LOST Clusterfuck
Posted: May 14th, 2009 | Author: Red | Filed under: TV Shows | Tags: clusterfuck, LOST | 2 Comments »Spoiler Alert: Have you tried reading something that’s actually spoiler free? Boring eh? Well, then, be forewarned that there are spoilers here.
It was a good episode, I can’t complain about this one. Except a few things here and there but then that’s because I’m a hater. I wish I did a running diary of some sort but this is the best I could come up with from memory. It’s not in chronological order by the way.
1.) The bomb reminds me of the Cosmic Key from Masters of the Universe. Feel free to check out the trailer, as it is the greatest trailer ever made.
2.) Rose and Bernard? What? Well at least this is their goodbye, right? Right?! And where’s Claire? Bring back Claire!
3.) Juliet is sneaky hot. I’m not sure what to make of this, but somewhere between her introduction and now, I somehow became attracted to her without realizing. If this was real life she could have fleeced me for all my money and I wouldn’t have noticed.
4.) If I directed the shootout (completely inspired by John Woo): The van would roll out in slow-motion, and it would be a perfect time to play some NWA, afterall, they are doing a drive-by. Jack would shoot someone, pick up an extra glock off the floor and start shooting people with two guns blazing, except, instead of walking and shooting, he’d slide down some rails and shoot three people with 20 bullets. Those in the van will take care of the people in the back, causing giant explosions and flames to shoot in the air as tankers explode. The subsequent explosion causes the Dharma people to fly 20 feet in the air or just perish in flames, all while doves fly in the background. This is also why I will probably never be allowed to direct films.
5.) WAAAAALT!!!!! —> JINNNNNNNN!!!!!! —–> JULLIEEETTTTT!!!!!!
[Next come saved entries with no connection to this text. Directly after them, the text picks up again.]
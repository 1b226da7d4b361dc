//! Highlight overlay: the keys still waiting for manual input once an
//! autofill pass is complete. Presentation only.

use std::collections::BTreeSet;

use crate::answer::is_answered;
use crate::schema::Schema;
use crate::values::FieldValueMap;

#[derive(Debug, Clone, Default, PartialEq, Eq)]
pub struct HighlightOverlay {
    keys: BTreeSet<String>,
}

impl HighlightOverlay {
    /// Rebuild the set from every unanswered question of `schema`.
    pub fn recompute(&mut self, schema: &Schema, values: &FieldValueMap, placeholder: &str) {
        self.keys = schema
            .questions()
            .iter()
            .filter(|q| !is_answered(q, values, placeholder))
            .flat_map(|q| q.field_keys())
            .collect();
    }

    pub fn clear(&mut self) {
        self.keys.clear();
    }

    pub fn contains(&self, key: &str) -> bool {
        self.keys.contains(key)
    }

    pub fn keys(&self) -> &BTreeSet<String> {
        &self.keys
    }

    pub fn is_empty(&self) -> bool {
        self.keys.is_empty()
    }
}

#[cfg(test)]
mod tests {
    use super::*;
    use crate::schema::Question;

    #[test]
    fn unanswered_questions_contribute_all_keys() {
        let schema = Schema::new(vec![
            Question::new("a").radio("r", &["1"]),
            Question::new("b").checkbox("c", &["A", "B"]).select("s", &["1"]),
        ]);
        let values: FieldValueMap = [("r", "1")].into_iter().collect();
        let mut overlay = HighlightOverlay::default();
        overlay.recompute(&schema, &values, "please select");
        let keys: Vec<&str> = overlay.keys().iter().map(String::as_str).collect();
        assert_eq!(keys, vec!["c", "c-0", "c-1", "s"]);
        assert!(!overlay.contains("r"));
        overlay.clear();
        assert!(overlay.is_empty());
    }
}
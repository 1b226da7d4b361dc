mod cli;
mod commands;
mod config;
mod errors;
mod logging;

use crate::cli::Cli;
use crate::config::Config;

use clap::Parser;
use color_eyre::Result;

#[tokio::main]
pub async fn main() -> Result<()> {
    errors::init()?;
    let args = Cli::parse();
    let config = Config::new()?;
    config.ensure_dirs()?;
    let _log_guard = logging::init(&config.data_dir)?;
    commands::dispatch(args.cmd, config).await
}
Ugh, I’ll chalk this up to rust from the Writer’s Strike. Oh wait, that was last year’s excuse. Recession rust then, yes, that must be it.
6.) Saayid and Hurley have been pretty deprived this season. They had a few early spots but I miss those guys.
7.) Don’t you just want to cut off Horace’s hair everytime you see him? Worst hair ever. I don’t even think he was in this episode, it just pisses me off thinking about it.
8.) For a doctor Jack has no qualms with killing people. He needs a good assassin’s nickname, like The Shepherd or something.
More to come later, I’m off to work.